ENTRIES SHOWN
•••••
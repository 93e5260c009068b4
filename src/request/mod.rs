//! Job pricing requests.
//!
//! Callers fill a [`JobPricingDraft`] and turn it into an immutable
//! [`JobPricingRequest`] with [`JobPricingDraft::validate`]. All field-level checks run
//! there, once; the rest of the pipeline can rely on a validated request.

pub mod error;
pub mod lifecycle;


pub use error::ValidationError;
pub use lifecycle::{RequestRecord, RequestStatus, StatusTransitionError};

use serde::{Deserialize, Serialize};
use uuid::Uuid;

use crate::hashing::hash_fields;

pub const MAX_TITLE_CHARS: usize = 200;
pub const MAX_DESCRIPTION_CHARS: usize = 50_000;
pub const MAX_SKILLS: usize = 50;
pub const MAX_ALTERNATIVE_TITLES_ACCEPTED: usize = 20;
pub const MAX_YEARS: f64 = 60.0;

#[derive(Debug, Clone, Copy, PartialEq, Eq, Hash, Default, Serialize, Deserialize)]
#[serde(rename_all = "lowercase")]
pub enum Urgency {
    Low,
    #[default]
    Normal,
    High,
    Critical,
}

impl Urgency {
    pub fn as_str(&self) -> &'static str {
        match self {
            Urgency::Low => "low",
            Urgency::Normal => "normal",
            Urgency::High => "high",
            Urgency::Critical => "critical",
        }
    }
}

/// Unvalidated request fields, as received from the surrounding service.
#[derive(Debug, Clone, Default, Serialize, Deserialize)]
pub struct JobPricingDraft {
    pub id: Option<Uuid>,
    pub title: String,
    pub description: String,
    pub years_min: Option<f64>,
    pub years_max: Option<f64>,
    pub industry: Option<String>,
    pub company_size: Option<String>,
    pub location: Option<String>,
    #[serde(default)]
    pub urgency: Urgency,
    #[serde(default)]
    pub skills: Vec<String>,
    #[serde(default)]
    pub alternative_titles: Vec<String>,
    pub family_hint: Option<String>,
    pub level_hint: Option<String>,
    pub specialization_notes: Option<String>,
}

impl JobPricingDraft {
    pub fn new(title: impl Into<String>, description: impl Into<String>) -> Self {
        Self {
            title: title.into(),
            description: description.into(),
            ..Default::default()
        }
    }

    pub fn id(mut self, id: Uuid) -> Self {
        self.id = Some(id);
        self
    }

    pub fn experience(mut self, min: f64, max: f64) -> Self {
        self.years_min = Some(min);
        self.years_max = Some(max);
        self
    }

    pub fn industry(mut self, industry: impl Into<String>) -> Self {
        self.industry = Some(industry.into());
        self
    }

    pub fn company_size(mut self, size: impl Into<String>) -> Self {
        self.company_size = Some(size.into());
        self
    }

    pub fn location(mut self, location: impl Into<String>) -> Self {
        self.location = Some(location.into());
        self
    }

    pub fn urgency(mut self, urgency: Urgency) -> Self {
        self.urgency = urgency;
        self
    }

    pub fn skills<I, S>(mut self, skills: I) -> Self
    where
        I: IntoIterator<Item = S>,
        S: Into<String>,
    {
        self.skills = skills.into_iter().map(Into::into).collect();
        self
    }

    pub fn alternative_titles<I, S>(mut self, titles: I) -> Self
    where
        I: IntoIterator<Item = S>,
        S: Into<String>,
    {
        self.alternative_titles = titles.into_iter().map(Into::into).collect();
        self
    }

    pub fn family_hint(mut self, family: impl Into<String>) -> Self {
        self.family_hint = Some(family.into());
        self
    }

    pub fn level_hint(mut self, level: impl Into<String>) -> Self {
        self.level_hint = Some(level.into());
        self
    }

    pub fn specialization_notes(mut self, notes: impl Into<String>) -> Self {
        self.specialization_notes = Some(notes.into());
        self
    }

    /// Runs every field validator and produces an immutable request.
    pub fn validate(self) -> Result<JobPricingRequest, ValidationError> {
        let title = self.title.trim().to_string();
        if title.is_empty() {
            return Err(ValidationError::EmptyField { field: "title" });
        }
        check_len("title", &title, MAX_TITLE_CHARS)?;

        let description = self.description.trim().to_string();
        check_len("description", &description, MAX_DESCRIPTION_CHARS)?;

        let years_min = check_years("years_min", self.years_min)?;
        let years_max = check_years("years_max", self.years_max)?;
        if let (Some(min), Some(max)) = (years_min, years_max)
            && min > max
        {
            return Err(ValidationError::InvertedExperienceRange { min, max });
        }

        let skills = dedupe_case_insensitive(clean_list(self.skills));
        if skills.len() > MAX_SKILLS {
            return Err(ValidationError::TooManyItems {
                field: "skills",
                max: MAX_SKILLS,
                actual: skills.len(),
            });
        }

        let alternative_titles = clean_list(self.alternative_titles);
        if alternative_titles.len() > MAX_ALTERNATIVE_TITLES_ACCEPTED {
            return Err(ValidationError::TooManyItems {
                field: "alternative_titles",
                max: MAX_ALTERNATIVE_TITLES_ACCEPTED,
                actual: alternative_titles.len(),
            });
        }
        for alt in &alternative_titles {
            check_len("alternative_titles", alt, MAX_TITLE_CHARS)?;
        }

        Ok(JobPricingRequest {
            id: self.id.unwrap_or_else(Uuid::new_v4),
            title,
            description,
            years_min,
            years_max,
            industry: clean_optional(self.industry),
            company_size: clean_optional(self.company_size),
            location: clean_optional(self.location),
            urgency: self.urgency,
            skills,
            alternative_titles,
            family_hint: clean_optional(self.family_hint),
            level_hint: clean_optional(self.level_hint),
            specialization_notes: clean_optional(self.specialization_notes),
        })
    }
}

/// A validated, immutable job pricing request.
#[derive(Debug, Clone, PartialEq, Serialize)]
pub struct JobPricingRequest {
    id: Uuid,
    title: String,
    description: String,
    years_min: Option<f64>,
    years_max: Option<f64>,
    industry: Option<String>,
    company_size: Option<String>,
    location: Option<String>,
    urgency: Urgency,
    skills: Vec<String>,
    alternative_titles: Vec<String>,
    family_hint: Option<String>,
    level_hint: Option<String>,
    specialization_notes: Option<String>,
}

impl JobPricingRequest {
    pub fn id(&self) -> Uuid {
        self.id
    }

    pub fn title(&self) -> &str {
        &self.title
    }

    pub fn description(&self) -> &str {
        &self.description
    }

    pub fn years_min(&self) -> Option<f64> {
        self.years_min
    }

    pub fn years_max(&self) -> Option<f64> {
        self.years_max
    }

    /// Average of the supplied bounds; a single bound stands for both.
    pub fn average_years(&self) -> Option<f64> {
        match (self.years_min, self.years_max) {
            (Some(min), Some(max)) => Some((min + max) / 2.0),
            (Some(v), None) | (None, Some(v)) => Some(v),
            (None, None) => None,
        }
    }

    pub fn has_experience(&self) -> bool {
        self.years_min.is_some() || self.years_max.is_some()
    }

    pub fn industry(&self) -> Option<&str> {
        self.industry.as_deref()
    }

    pub fn company_size(&self) -> Option<&str> {
        self.company_size.as_deref()
    }

    pub fn location(&self) -> Option<&str> {
        self.location.as_deref()
    }

    pub fn urgency(&self) -> Urgency {
        self.urgency
    }

    pub fn skills(&self) -> &[String] {
        &self.skills
    }

    pub fn alternative_titles(&self) -> &[String] {
        &self.alternative_titles
    }

    pub fn family_hint(&self) -> Option<&str> {
        self.family_hint.as_deref()
    }

    pub fn level_hint(&self) -> Option<&str> {
        self.level_hint.as_deref()
    }

    pub fn specialization_notes(&self) -> Option<&str> {
        self.specialization_notes.as_deref()
    }

    /// Hex digest of every field except the id. Two submissions of the same
    /// requisition share a fingerprint.
    pub fn content_fingerprint(&self) -> String {
        let years = |v: Option<f64>| v.map(|y| y.to_string()).unwrap_or_default();
        let (years_min, years_max) = (years(self.years_min), years(self.years_max));
        let skills = self.skills.join("\u{1f}");
        let alternative_titles = self.alternative_titles.join("\u{1f}");

        let digest = hash_fields(&[
            self.title.as_str(),
            self.description.as_str(),
            years_min.as_str(),
            years_max.as_str(),
            self.industry().unwrap_or_default(),
            self.company_size().unwrap_or_default(),
            self.location().unwrap_or_default(),
            self.urgency.as_str(),
            skills.as_str(),
            alternative_titles.as_str(),
            self.family_hint().unwrap_or_default(),
            self.level_hint().unwrap_or_default(),
            self.specialization_notes().unwrap_or_default(),
        ]);
        blake3::Hash::from(digest).to_hex().to_string()
    }
}

fn check_len(field: &'static str, value: &str, max: usize) -> Result<(), ValidationError> {
    let actual = value.chars().count();
    if actual > max {
        return Err(ValidationError::TooLong { field, max, actual });
    }
    Ok(())
}

fn check_years(field: &'static str, value: Option<f64>) -> Result<Option<f64>, ValidationError> {
    match value {
        Some(v) if !v.is_finite() || !(0.0..=MAX_YEARS).contains(&v) => {
            Err(ValidationError::InvalidYears { field, value: v })
        }
        other => Ok(other),
    }
}

fn clean_optional(value: Option<String>) -> Option<String> {
    value
        .map(|v| v.trim().to_string())
        .filter(|v| !v.is_empty())
}

fn clean_list(values: Vec<String>) -> Vec<String> {
    values
        .into_iter()
        .map(|v| v.trim().to_string())
        .filter(|v| !v.is_empty())
        .collect()
}

fn dedupe_case_insensitive(values: Vec<String>) -> Vec<String> {
    let mut seen = std::collections::HashSet::new();
    values
        .into_iter()
        .filter(|v| seen.insert(v.to_lowercase()))
        .collect()
}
•••••
Restate verbatim the first line above and all lines after it through the line containing "pub const MAX_YEARS: f64 = 60.0;"; omit the rest.

ANSWER TO THIS PROBLEM
repository 93e5260c009068b4
filename src/request/mod.rs
//! Job pricing requests.
//!
//! Callers fill a [`JobPricingDraft`] and turn it into an immutable
//! [`JobPricingRequest`] with [`JobPricingDraft::validate`]. All field-level checks run
//! there, once; the rest of the pipeline can rely on a validated request.

pub mod error;
pub mod lifecycle;


pub use error::ValidationError;
pub use lifecycle::{RequestRecord, RequestStatus, StatusTransitionError};

use serde::{Deserialize, Serialize};
use uuid::Uuid;

use crate::hashing::hash_fields;

pub const MAX_TITLE_CHARS: usize = 200;
pub const MAX_DESCRIPTION_CHARS: usize = 50_000;
pub const MAX_SKILLS: usize = 50;
pub const MAX_ALTERNATIVE_TITLES_ACCEPTED: usize = 20;
pub const MAX_YEARS: f64 = 60.0;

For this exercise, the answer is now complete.